Where the '-' is :term:`YAML` notation for a list item.
        
One of the simplest |joe| and |foce| parameters is 'max_n_main_iterations':-

.. code-block:: pyml

    FIT_METHODS: 
        - JOE: {max_n_main_iterations: 30}
        - FOCE: {max_n_main_iterations: 30}
    
Which sets the number of times the |fx| parameters are updated. The |joe| fitting proceeds iteratively with interleaved |fx| and |rx| updates, followed by |foce| starting from the final |fx| result returned by |joe|. Setting this limit forces |popy| to stop after a finite number of iterations.

If you miss out 'max_n_main_iterations' it defaults to 50. Another option is as follows:-

.. code-block:: pyml

    FIT_METHODS: 
        - JOE: {max_n_main_iterations: 0}
            
This only updates the |rx| parameters and leaves the |fx| fixed. In |nonmem| this is achieved using the EONLY flag.

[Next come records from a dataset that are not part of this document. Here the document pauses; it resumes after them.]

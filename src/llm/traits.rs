//! LLM 客户端抽象
//!
//! 补全服务对核心而言是不透明的：输入 system 提示、消息历史与可用工具定义，输出文本块与工具调用块。
//! 具体厂商协议不在本 crate 范围内，测试与演示使用 MockLlmClient。

use std::sync::Arc;
use std::time::Duration;

use async_trait::async_trait;
use serde::{Deserialize, Serialize};
use thiserror::Error;

use crate::memory::Message;
use crate::tools::{ToolDefinition, ToolUseRequest};

/// 补全服务错误
#[derive(Error, Debug, Clone, PartialEq)]
pub enum LlmError {
    #[error("request failed: {0}")]
    Request(String),

    #[error("rate limited, retry after {retry_after_ms}ms")]
    RateLimited { retry_after_ms: u64 },

    #[error("request timed out")]
    Timeout,

    #[error("request cancelled")]
    Cancelled,
}

impl LlmError {
    /// 限流与超时可重试，其余直接上抛
    pub fn is_retryable(&self) -> bool {
        matches!(self, LlmError::RateLimited { .. } | LlmError::Timeout)
    }
}

#[derive(Debug, Clone, Default)]
pub struct CompletionRequest {
    pub system: String,
    pub messages: Vec<Message>,
    pub tools: Vec<ToolDefinition>,
}

/// 响应内容块
#[derive(Debug, Clone, PartialEq, Serialize, Deserialize)]
#[serde(tag = "type", rename_all = "snake_case")]
pub enum ContentBlock {
    Text { text: String },
    ToolUse(ToolUseRequest),
}

#[derive(Debug, Clone, Copy, Default, PartialEq, Eq, Serialize, Deserialize)]
pub struct Usage {
    pub prompt_tokens: u64,
    pub completion_tokens: u64,
}

impl Usage {
    pub fn total(&self) -> u64 {
        self.prompt_tokens + self.completion_tokens
    }
}

#[derive(Debug, Clone, Default, PartialEq)]
pub struct CompletionResponse {
    pub blocks: Vec<ContentBlock>,
    pub usage: Usage,
}

impl CompletionResponse {
    pub fn text(text: impl Into<String>) -> Self {
        Self {
            blocks: vec![ContentBlock::Text { text: text.into() }],
            usage: Usage::default(),
        }
    }

    pub fn with_tool_use(mut self, request: ToolUseRequest) -> Self {
        self.blocks.push(ContentBlock::ToolUse(request));
        self
    }

    /// 全部文本块按换行拼接
    pub fn text_content(&self) -> String {
        self.blocks
            .iter()
            .filter_map(|b| match b {
                ContentBlock::Text { text } => Some(text.as_str()),
                ContentBlock::ToolUse(_) => None,
            })
            .collect::<Vec<_>>()
            .join("\n")
    }

    pub fn tool_uses(&self) -> Vec<ToolUseRequest> {
        self.blocks
            .iter()
            .filter_map(|b| match b {
                ContentBlock::ToolUse(req) => Some(req.clone()),
                ContentBlock::Text { .. } => None,
            })
            .collect()
    }
}

/// LLM 客户端 trait
#[async_trait]
pub trait LlmClient: Send + Sync {
    async fn complete(&self, request: &CompletionRequest) -> Result<CompletionResponse, LlmError>;

    /// 获取累计 token 使用统计：(prompt_tokens, completion_tokens, total_tokens)
    /// 默认返回 (0, 0, 0)，具体实现可覆盖
    fn token_usage(&self) -> (u64, u64, u64) {
        (0, 0, 0)
    }
}

/// 重试策略：指数退避，限流时优先使用服务端给出的等待时间
#[derive(Debug, Clone)]
pub struct RetryConfig {
    pub max_retries: u32,
    pub base_delay: Duration,
}

impl Default for RetryConfig {
    fn default() -> Self {
        Self {
            max_retries: 2,
            base_delay: Duration::from_millis(500),
        }
    }
}

/// 对可重试错误自动重试的包装客户端
pub struct RetryingLlmClient {
    inner: Arc<dyn LlmClient>,
    config: RetryConfig,
}

impl RetryingLlmClient {
    pub fn new(inner: Arc<dyn LlmClient>, config: RetryConfig) -> Self {
        Self { inner, config }
    }
}

#[async_trait]
impl LlmClient for RetryingLlmClient {
    async fn complete(&self, request: &CompletionRequest) -> Result<CompletionResponse, LlmError> {
        let mut attempt = 0;
        loop {
            match self.inner.complete(request).await {
                Err(e) if e.is_retryable() && attempt < self.config.max_retries => {
                    let delay = match &e {
                        LlmError::RateLimited { retry_after_ms } => {
                            Duration::from_millis(*retry_after_ms)
                        }
                        _ => self.config.base_delay * 2u32.pow(attempt),
                    };
                    attempt += 1;
                    tracing::warn!(attempt, error = %e, "LLM call failed, retrying");
                    tokio::time::sleep(delay).await;
                }
                other => return other,
            }
        }
    }

    fn token_usage(&self) -> (u64, u64, u64) {
        self.inner.token_usage()
    }
}

#[cfg(test)]
mod tests {
    use super::*;
    use serde_json::json;
    use std::sync::atomic::{AtomicU32, Ordering};

    struct RateLimitedOnce {
        calls: AtomicU32,
    }

    #[async_trait]
    impl LlmClient for RateLimitedOnce {
        async fn complete(&self, _request: &CompletionRequest) -> Result<CompletionResponse, LlmError> {
            if self.calls.fetch_add(1, Ordering::SeqCst) == 0 {
                Err(LlmError::RateLimited { retry_after_ms: 1 })
            } else {
                Ok(CompletionResponse::text("ok"))
            }
        }
    }

    #[test]
    fn test_response_accessors() {
        let response = CompletionResponse::text("thinking")
            .with_tool_use(ToolUseRequest::new("echo", json!({"text": "hi"})));
        assert_eq!(response.text_content(), "thinking");
        assert_eq!(response.tool_uses().len(), 1);
        assert_eq!(response.tool_uses()[0].name, "echo");
    }

    #[test]
    fn test_retryable() {
        assert!(LlmError::Timeout.is_retryable());
        assert!(!LlmError::Request("bad request".into()).is_retryable());
    }

    #[tokio::test]
    async fn test_retrying_client_recovers() {
        let inner = Arc::new(RateLimitedOnce {
            calls: AtomicU32::new(0),
        });
        let client = RetryingLlmClient::new(inner.clone(), RetryConfig::default());
        let response = client.complete(&CompletionRequest::default()).await.unwrap();
        assert_eq!(response.text_content(), "ok");
        assert_eq!(inner.calls.load(Ordering::SeqCst), 2);
    }
}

Another common setting is the 'CONVERGER' field. There are three possible settings:-

* NONE - no convergence termination - estimation stops when 'max_n_main_iterations' is reached
* OBJ_INC - terminate convergence if the |objv| increases 
* OBJ_SIM - terminate convergence if the |objv| is similar between iterations

These settings decide when a :ref:`fit_script` will return the final |fx| estimates.

The default setting for |joe| and |foce| fitting is 'OBJ_INC', hence:-

.. code-block:: pyml

    FIT_METHODS: 
        - JOE: 
            max_n_main_iterations: 100
        - FOCE: 
            max_n_main_iterations: 100
        
Is the same as:-

.. code-block:: pyml

    FIT_METHODS: 
        - JOE: 
            max_n_main_iterations: 100     
            CONVERGER: {OBJ_INC: {}}
        - FOCE: 
            max_n_main_iterations: 100     
            CONVERGER: {OBJ_INC: {}}
            
And the fit estimation will stop as soon as any iteration increases the |objv|. To allow the |objv| to increase during fitting, |ie| if the likelihood gets worse between iterations, but you wish the search to continue, use:-

.. code-block:: pyml

    FIT_METHODS: 
        - JOE: 
            max_n_main_iterations: 100     
            CONVERGER: {OBJ_SIM: {}}
        - FOCE: 
            max_n_main_iterations: 100     
            CONVERGER: {OBJ_SIM: {}}
  
Here 'OBJ_SIM' will terminate the estimation when two consecutive iterations return similar objective values (within a relative tolerance of 1e-06).
  
Note that when fitting complex models the |objv| usually decreases at each iteration, but occasionally increases. This is due to fact that |fx| and |rx| are optimised separately. Separate optimisation is necessary for computational efficiency. However optimising components of the likelihood independently can mean the combined |objv| increases. The 'OBJ_SIM' option above is designed to allow the search to continue in these cases.